What is customer service, and does it actually matter in today’s society?
Disgusted, as I’m left being stared at by a young teller at a well known conglomerate, self described as a department store. Only staring waiting for me to withdraw my credit card from the machine, something I couldn’t do because I was too busy packing my own bags as he didn’t even twitch to help me. And they say customer service is dead. Needless to say I walked out that particular store with a very bitter after taste. If it weren’t for the fact that one of my purchases was a present, I would have walked out the store without completing my transaction. You may think this maybe extreme and hard, and you would be right, it isn’t the fault of this young employee that their employer doesn’t care enough to train this young man properly. They will ask you as early as your employment application what customer service is and even reject you when you answer incorrectly, but the bottom line is, companies don’t train their employees anymore in customer service never mind building good relations. Despite this they expect their staff to be the face of the company. This is most definitely a case of management lying to itself and to it’s consumer when promoting that this company holds customer experience highly in their esteem.
How many waiters today know that when you leave your cutlery crossed on the plate it means that you are not finished. Or that, and this was one I was told too, that if there is more than one person fighting to pay the (entire) bill, that the waiter should take the money (or card) from the male. Seems to me this last one also a subject on chivalry versus equality but this is the wrong post for that. These examples maybe easily viewed as lack of training, but how about in the scenario below?
I was in a cafe with a few other friends, we had gone in just for a drink before heading off home. A friend had kindly offered to purchase the drinks and as we sat waiting for the hot drinks to be made we chatted. Unknowingly a young female waiter brings over two of the four drinks on her tray and proceeds to spill the drinks as she attempts to put them down on the table in front of us. She apologises and promises to bring napkins to clean it up. She returns with one other drink while her colleague came with the last a few moments behind her. The young female waiter spills the third drink also and apologises again before commenting, “this always happens to me.” Minutes later we found that she meant that literally! Needless to say the fourth drink was the only drink which wasn’t spilt. OK, we can be patient, but those napkins never came. Instead we hear as this same young waiter goes around the cafe spilling other customers’ drinks. Why did we know, because we heard her apologising and saying, “this keeps happening.” Now the laws of gravity dictates that if something isn’t obstructing the object, everything falls downwards. So when the young waiter tilts the coffee cups downwards, naturally the liquid inside the cups will spill out. She does this again, and again, and again blind to her logical error. I can only hope that the young waitress worked it out by the end of the day, that or I don’t see her lasting long in that particular job. But what was more important was that none of her supervisors had bothered to train her and tell her how to do it properly. Was this really common sense, how do people even know common sense? I think what frightens me even more about this whole scenario is, the young waiter had a high chance of being a student from the local university as it was a student area we were in. Common sense and academia doesn’t always necessary go hand in hand, but like academics, common sense must be taught.

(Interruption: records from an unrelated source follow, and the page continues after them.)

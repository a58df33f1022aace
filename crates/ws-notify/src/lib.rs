//! # ws-notify
//!
//! Webhook notifications for new registrations.
//!
//! Each workshop may name a webhook URL (an automation endpoint that sends
//! confirmation emails and invoices). Delivery happens on a background task
//! so a slow or failing webhook never affects the registrant.

pub mod client;
pub mod error;
pub mod notifier;
pub mod payload;

pub use client::{WebhookClient, WebhookSink};
pub use error::NotifyError;
pub use notifier::{DispatchWorker, Notifier};
pub use payload::{InvoiceDetails, WebhookPayload};
//! Health check endpoint.

use axum::{Json, Router, routing::get};
use serde::Serialize;

use crate::AppState;

#[derive(Debug, Serialize)]
pub struct HealthResponse {
    pub status: &'static str,
    pub service: &'static str,
    pub version: &'static str,
}

/// GET /health
pub async fn health_check() -> Json<HealthResponse> {
    Json(HealthResponse {
        status: "ok",
        service: "wsreg",
        version: env!("CARGO_PKG_VERSION"),
    })
}

pub fn health_routes() -> Router<AppState> {
    Router::new().route("/health", get(health_check))
}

While I don’t expect a waiter to know that what it means to cross my knife and fork on the plate, unless it’s a very high end posh one, I do expect them to have basic knowledge on how not to spill a drink when delivering it to a customer. The odd spillage sure, everyone makes mistakes after all, but it shouldn’t be a constant fallibility.
In an age of internet shopping where physical stores simply can’t compete on pricing alone, doesn’t it make customer experience and thus service even more important? This is why boutique and independent stores are resurging, consumers want experience tailored to the individual and unique to them. Theory dictates that the bigger your asset the higher the risk of non conformity of the product’s packaging. In this case the biggest asset is the human resource, so why is it companies don’t invest the money required to make this better? Are they telling us that customer experience really doesn’t increase profit margins? If this is the case then I shall now go throw away all my marketing books right now!
I originally wrote this post in early 2015 for my Linkedin site, which is no longer. Redrafted 01 Feb 2017.